• Task prompt:
Every line of the entries below that carries the string "DaemonConfig" should be copied.

Excerpts from a dataset:
++++++++++++++++++++
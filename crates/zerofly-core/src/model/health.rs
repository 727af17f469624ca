use chrono::{DateTime, Utc};
use serde::Serialize;
use strum::{Display, EnumString};

/// How the last read of the daemon went.
#[derive(Debug, Clone, PartialEq, Eq, Serialize)]
#[serde(tag = "state", rename_all = "snake_case")]
pub enum DaemonHealth {
    /// No poll has completed yet.
    Unknown,
    Online,
    /// The daemon answers but the answer is unusable (bad token, bad body).
    Degraded { reason: String },
    /// The daemon does not answer. `since` marks the first failed poll of
    /// the current outage.
    Unreachable {
        reason: String,
        since: DateTime<Utc>,
    },
}

impl DaemonHealth {
    pub fn is_online(&self) -> bool {
        matches!(self, Self::Online)
    }

    pub fn label(&self) -> &'static str {
        match self {
            Self::Unknown => "unknown",
            Self::Online => "online",
            Self::Degraded { .. } => "degraded",
            Self::Unreachable { .. } => "unreachable",
        }
    }
}

/// Run state of the daemon's service unit.
#[derive(Debug, Clone, Copy, PartialEq, Eq, Hash, Serialize, Display, EnumString)]
#[strum(serialize_all = "lowercase", ascii_case_insensitive)]
#[serde(rename_all = "lowercase")]
pub enum ServiceStatus {
    Running,
    Stopped,
    Unknown,
}

impl ServiceStatus {
    /// Map systemd's `ActiveState`.
    pub fn from_active_state(raw: &str) -> Self {
        match raw.trim() {
            "active" => Self::Running,
            "inactive" | "failed" => Self::Stopped,
            _ => Self::Unknown,
        }
    }
}

/// What the service manager reports for the daemon unit.
#[derive(Debug, Clone, Copy, PartialEq, Eq, Serialize)]
pub struct ServiceUnitState {
    pub status: ServiceStatus,
    /// Starts at boot (`UnitFileState=enabled`).
    pub boot_enabled: bool,
}

#[cfg(test)]
mod tests {
    use super::*;

    #[test]
    fn active_state_mapping() {
        assert_eq!(ServiceStatus::from_active_state("active"), ServiceStatus::Running);
        assert_eq!(ServiceStatus::from_active_state("failed"), ServiceStatus::Stopped);
        assert_eq!(ServiceStatus::from_active_state("activating"), ServiceStatus::Unknown);
    }
}
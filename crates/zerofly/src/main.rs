mod cli;
mod commands;
mod config;
mod error;
mod output;

use clap::parser::ValueSource;
use clap::{ArgMatches, CommandFactory, FromArgMatches, ValueEnum};
use tracing_subscriber::EnvFilter;

use crate::cli::{Cli, ColorMode, Command, OutputFormat};
use crate::error::CliError;

#[tokio::main]
async fn main() {
    let matches = Cli::command().get_matches();
    let mut cli = Cli::from_arg_matches(&matches).unwrap_or_else(|e| e.exit());
    apply_file_defaults(&mut cli, &matches);

    init_tracing(cli.global.verbose, cli.global.quiet);

    if let Err(err) = run(cli).await {
        let code = err.exit_code();
        eprintln!("{:?}", miette::Report::new(err));
        std::process::exit(code);
    }
}

fn init_tracing(verbosity: u8, quiet: bool) {
    let filter = match (quiet, verbosity) {
        (true, _) => "error",
        (false, 0) => "warn",
        (false, 1) => "info",
        (false, 2) => "debug",
        _ => "trace",
    };

    tracing_subscriber::fmt()
        .with_env_filter(
            EnvFilter::try_from_default_env().unwrap_or_else(|_| EnvFilter::new(filter)),
        )
        .with_target(false)
        .with_writer(std::io::stderr)
        .init();
}

/// `[defaults]` from the config file fill in for flags left at their
/// built-in default.
fn apply_file_defaults(cli: &mut Cli, matches: &ArgMatches) {
    let is_default = |id: &str| matches.value_source(id) == Some(ValueSource::DefaultValue);
    if !is_default("output") && !is_default("color") {
        return;
    }

    let defaults = zerofly_config::load_config_or_default().defaults;
    if is_default("output") {
        if let Ok(format) = OutputFormat::from_str(&defaults.output, true) {
            cli.global.output = format;
        }
    }
    if is_default("color") {
        if let Ok(mode) = ColorMode::from_str(&defaults.color, true) {
            cli.global.color = mode;
        }
    }
}

async fn run(cli: Cli) -> Result<(), CliError> {
    match cli.command {
        // Config commands never start a controller
        Command::Config(args) => commands::config_cmd::handle(args, &cli.global).await,

        Command::Completions(args) => {
            let mut cmd = Cli::command();
            clap_complete::generate(args.shell, &mut cmd, "zerofly", &mut std::io::stdout());
            Ok(())
        }

        cmd => {
            tracing::debug!(command = ?cmd, "dispatching command");
            commands::dispatch(cmd, &cli.global).await
        }
    }
}
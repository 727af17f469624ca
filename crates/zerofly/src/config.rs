//! CLI-side configuration: file config plus flag overrides into a
//! `DaemonConfig`.

use secrecy::SecretString;
use tracing::debug;

use zerofly_config::{Config, ConfigError, TokenSource};
use zerofly_core::DaemonConfig;

use crate::cli::GlobalOpts;
use crate::error::CliError;

/// Whether a command can run without an auth token.
#[derive(Debug, Clone, Copy, PartialEq, Eq)]
pub enum TokenPolicy {
    Required,
    /// Host-only commands (service control) still work when the token is
    /// unreadable, e.g. because the service was never installed.
    Optional,
}

/// Build the runtime daemon config from the config file and global flags.
pub fn build_daemon_config(
    global: &GlobalOpts,
    policy: TokenPolicy,
) -> Result<DaemonConfig, CliError> {
    let mut cfg = zerofly_config::load_config()?;
    apply_overrides(&mut cfg, global);

    let token = match resolve_token(&cfg, global) {
        Ok((token, source)) => {
            debug!(%source, "using auth token");
            token
        }
        Err(ConfigError::NoToken { .. }) if policy == TokenPolicy::Optional => {
            debug!("no auth token found; continuing without one");
            SecretString::from(String::new())
        }
        Err(e) => return Err(e.into()),
    };

    Ok(zerofly_config::to_daemon_config(&cfg, token)?)
}

/// Flag values win over the file.
pub fn apply_overrides(cfg: &mut Config, global: &GlobalOpts) {
    if let Some(ref url) = global.url {
        cfg.daemon.url.clone_from(url);
    }
    if let Some(secs) = global.timeout {
        cfg.daemon.timeout_secs = secs;
    }
}

fn resolve_token(
    cfg: &Config,
    global: &GlobalOpts,
) -> Result<(SecretString, TokenSource), ConfigError> {
    if let Some(ref token) = global.token {
        return Ok((SecretString::from(token.clone()), TokenSource::Explicit));
    }
    let resolved = zerofly_config::resolve_token(cfg)?;
    Ok((resolved.token, resolved.source))
}
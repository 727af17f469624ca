use std::fmt;

use chrono::{DateTime, Utc};
use serde::{Serialize, Serializer};
use strum::{AsRefStr, EnumString};

use super::network::wire_enum_text;

/// Another node this node talks to. Replaced wholesale on every poll.
#[derive(Debug, Clone, PartialEq, Eq, Serialize)]
pub struct Peer {
    pub address: String,
    pub role: PeerRole,
    /// Round-trip latency in milliseconds, `None` when unmeasured.
    pub latency: Option<u32>,
    /// `None` when the peer has not announced a version.
    pub version: Option<String>,
    /// In the order the daemon reports them.
    pub paths: Vec<Path>,
}

impl Peer {
    pub fn preferred_path(&self) -> Option<&Path> {
        self.paths
            .iter()
            .find(|p| p.preferred && p.active)
            .or_else(|| self.paths.iter().find(|p| p.active))
    }
}

#[derive(Debug, Clone, PartialEq, Eq, EnumString, AsRefStr)]
#[strum(serialize_all = "SCREAMING_SNAKE_CASE")]
pub enum PeerRole {
    Leaf,
    Moon,
    Planet,
    #[strum(default)]
    Other(String),
}

wire_enum_text!(PeerRole);

/// A concrete transport route to a peer.
#[derive(Debug, Clone, PartialEq, Eq, Serialize)]
pub struct Path {
    /// Remote socket, `ip/port`.
    pub address: String,
    /// Daemon-local socket handle the path is bound to.
    pub local_socket: Option<i64>,
    pub active: bool,
    pub expired: bool,
    pub preferred: bool,
    pub last_send: Option<DateTime<Utc>>,
    pub last_receive: Option<DateTime<Utc>>,
    pub trusted: bool,
}

#[cfg(test)]
#[allow(clippy::unwrap_used)]
mod tests {
    use std::str::FromStr;

    use super::*;

    fn path(address: &str, active: bool, preferred: bool) -> Path {
        Path {
            address: address.into(),
            local_socket: None,
            active,
            expired: false,
            preferred,
            last_send: None,
            last_receive: None,
            trusted: false,
        }
    }

    #[test]
    fn role_parses_wire_strings() {
        assert_eq!(PeerRole::from_str("PLANET").unwrap(), PeerRole::Planet);
        assert_eq!(PeerRole::from_str("LEAF").unwrap().to_string(), "LEAF");
        assert_eq!(
            PeerRole::from_str("ROOT").unwrap(),
            PeerRole::Other("ROOT".into())
        );
    }

    #[test]
    fn preferred_path_falls_back_to_first_active() {
        let mut peer = Peer {
            address: "62f865ae71".into(),
            role: PeerRole::Leaf,
            latency: Some(12),
            version: None,
            paths: vec![
                path("10.0.0.1/9993", false, true),
                path("192.168.1.5/9993", true, false),
            ],
        };
        assert_eq!(peer.preferred_path().unwrap().address, "192.168.1.5/9993");

        peer.paths[0].active = true;
        assert_eq!(peer.preferred_path().unwrap().address, "10.0.0.1/9993");
    }
}
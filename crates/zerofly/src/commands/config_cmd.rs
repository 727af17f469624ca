//! Config subcommand handlers.

use std::path::{Path, PathBuf};
use std::sync::Arc;
use std::time::Duration;

use dialoguer::{Input, Password, Select};
use secrecy::SecretString;
use tracing::debug;

use zerofly_config::{self as config, Config};
use zerofly_core::{ServiceController, SystemExecutor};

use super::util;
use crate::cli::{ConfigArgs, ConfigCommand, GlobalOpts, OutputFormat};
use crate::config::{TokenPolicy, apply_overrides, build_daemon_config};
use crate::error::CliError;
use crate::output;

const OUTPUT_CHOICES: &[&str] = &["table", "json", "json-compact", "yaml", "plain"];

/// How long to wait for a freshly started service to write its token.
const TOKEN_WAIT: Duration = Duration::from_secs(10);
const TOKEN_POLL: Duration = Duration::from_millis(250);

/// Map a dialoguer / interactive I/O failure into CliError.
fn prompt_err(e: impl std::fmt::Display) -> CliError {
    CliError::Validation {
        field: "interactive".into(),
        reason: format!("prompt failed: {e}"),
    }
}

pub async fn handle(args: ConfigArgs, global: &GlobalOpts) -> Result<(), CliError> {
    match args.command {
        ConfigCommand::Path => {
            output::print_output(&config::config_path().display().to_string(), global.quiet);
            Ok(())
        }
        ConfigCommand::Show => show(global),
        ConfigCommand::Init { force } => init(force, global),
        ConfigCommand::SetToken { from_file } => set_token(from_file, global),
        ConfigCommand::FetchToken { force } => fetch_token(force, global).await,
    }
}

// ── show ────────────────────────────────────────────────────────────

fn show(global: &GlobalOpts) -> Result<(), CliError> {
    let mut cfg = config::load_config()?;
    apply_overrides(&mut cfg, global);

    let token_source = if global.token.is_some() {
        Some(config::TokenSource::Explicit.to_string())
    } else {
        config::resolve_token(&cfg).ok().map(|t| t.source.to_string())
    };

    let out = match global.output {
        OutputFormat::Table | OutputFormat::Plain => {
            let body = toml::to_string_pretty(&cfg)
                .map_err(|e| CliError::ConfigWrite(e.to_string()))?;
            let token = token_source.unwrap_or_else(|| "not found".into());
            format!(
                "# {}\n# auth token: {token}\n\n{}",
                config::config_path().display(),
                body.trim_end()
            )
        }
        OutputFormat::Json => output::render_json_pretty(&cfg)?,
        OutputFormat::JsonCompact => output::render_json_compact(&cfg)?,
        OutputFormat::Yaml => output::render_yaml(&cfg)?,
    };
    output::print_output(&out, global.quiet);
    Ok(())
}

// ── init ────────────────────────────────────────────────────────────

fn init(force: bool, global: &GlobalOpts) -> Result<(), CliError> {
    let path = config::config_path();
    if path.exists() && !force {
        return Err(CliError::Conflict {
            resource_type: "config file".into(),
            identifier: path.display().to_string(),
        });
    }

    let mut cfg = Config::default();
    apply_overrides(&mut cfg, global);
    if !global.yes {
        prompt_config(&mut cfg)?;
    }

    // Fail here rather than on the next command.
    config::to_daemon_config(&cfg, SecretString::from(String::new()))?;

    let written = config::save_config(&cfg)?;
    if !global.quiet {
        eprintln!("Wrote {}", written.display());
    }
    Ok(())
}

fn prompt_config(cfg: &mut Config) -> Result<(), CliError> {
    cfg.daemon.url = Input::new()
        .with_prompt("ZeroTier service URL")
        .default(cfg.daemon.url.clone())
        .interact_text()
        .map_err(prompt_err)?;

    let token_file: String = Input::new()
        .with_prompt("Auth token file (empty for the standard locations)")
        .allow_empty(true)
        .interact_text()
        .map_err(prompt_err)?;
    cfg.daemon.token_file = Some(token_file.trim())
        .filter(|s| !s.is_empty())
        .map(PathBuf::from);

    let current = OUTPUT_CHOICES
        .iter()
        .position(|c| *c == cfg.defaults.output)
        .unwrap_or(0);
    let selection = Select::new()
        .with_prompt("Default output format")
        .items(OUTPUT_CHOICES)
        .default(current)
        .interact()
        .map_err(prompt_err)?;
    if let Some(choice) = OUTPUT_CHOICES.get(selection) {
        cfg.defaults.output = (*choice).to_owned();
    }
    Ok(())
}

// ── set-token ───────────────────────────────────────────────────────

fn set_token(from_file: Option<PathBuf>, global: &GlobalOpts) -> Result<(), CliError> {
    let token = if let Some(ref path) = from_file {
        config::read_token_file(path)?.ok_or_else(|| CliError::Validation {
            field: "from-file".into(),
            reason: format!("{} is missing or empty", path.display()),
        })?
    } else if let Some(ref token) = global.token {
        SecretString::from(token.clone())
    } else {
        let raw = Password::new()
            .with_prompt("Auth token")
            .interact()
            .map_err(prompt_err)?;
        SecretString::from(raw.trim().to_owned())
    };

    config::store_token_in_keyring(&token)?;
    if !global.quiet {
        eprintln!(
            "Stored token in the keyring ({}/{})",
            config::KEYRING_SERVICE,
            config::KEYRING_USER
        );
    }
    Ok(())
}

// ── fetch-token ─────────────────────────────────────────────────────

async fn fetch_token(force: bool, global: &GlobalOpts) -> Result<(), CliError> {
    let dest = config::user_token_path();
    if !force && config::read_token_file(&dest)?.is_some() {
        return Err(CliError::Conflict {
            resource_type: "token file".into(),
            identifier: dest.display().to_string(),
        });
    }

    let daemon = build_daemon_config(global, TokenPolicy::Optional)?;
    let service = ServiceController::from_config(&daemon, Arc::new(SystemExecutor));

    if config::system_token_missing() {
        let prompt = format!(
            "{} does not exist, so {} has never run. Start it now?",
            config::SYSTEM_TOKEN_FILE,
            service.unit()
        );
        if !util::confirm("start the service", &prompt, global.yes)? {
            return Ok(());
        }
        service.start().await?;
        wait_for_system_token().await;
    }

    let prompt = format!(
        "Copy {} to {}? You may be asked for your password.",
        config::SYSTEM_TOKEN_FILE,
        dest.display()
    );
    if !util::confirm("copy the auth token", &prompt, global.yes)? {
        return Ok(());
    }

    let owner = config::prepare_token_dir(&dest)?;
    service
        .copy_auth_token(Path::new(config::SYSTEM_TOKEN_FILE), &dest, owner)
        .await?;

    if config::read_token_file(&dest)?.is_none() {
        return Err(CliError::ConfigWrite(format!(
            "{} is empty after copying",
            dest.display()
        )));
    }
    if !global.quiet {
        eprintln!("Copied auth token to {}", dest.display());
    }
    Ok(())
}

async fn wait_for_system_token() {
    let deadline = tokio::time::Instant::now() + TOKEN_WAIT;
    while config::system_token_missing() {
        if tokio::time::Instant::now() >= deadline {
            debug!("service started but its token has not appeared yet");
            return;
        }
        tokio::time::sleep(TOKEN_POLL).await;
    }
}
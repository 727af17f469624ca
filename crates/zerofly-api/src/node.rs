// Node status endpoint

use tracing::debug;

use crate::client::DaemonClient;
use crate::error::Error;
use crate::models::NodeStatus;

impl DaemonClient {
    /// Fetch the local node's identity and online state.
    ///
    /// `GET /status`
    pub async fn status(&self) -> Result<NodeStatus, Error> {
        debug!("fetching node status");
        self.get("status").await
    }
}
++++++++++++++++++++
• Your solution:
//! `DaemonConfig`.
use zerofly_core::DaemonConfig;
) -> Result<DaemonConfig, CliError> {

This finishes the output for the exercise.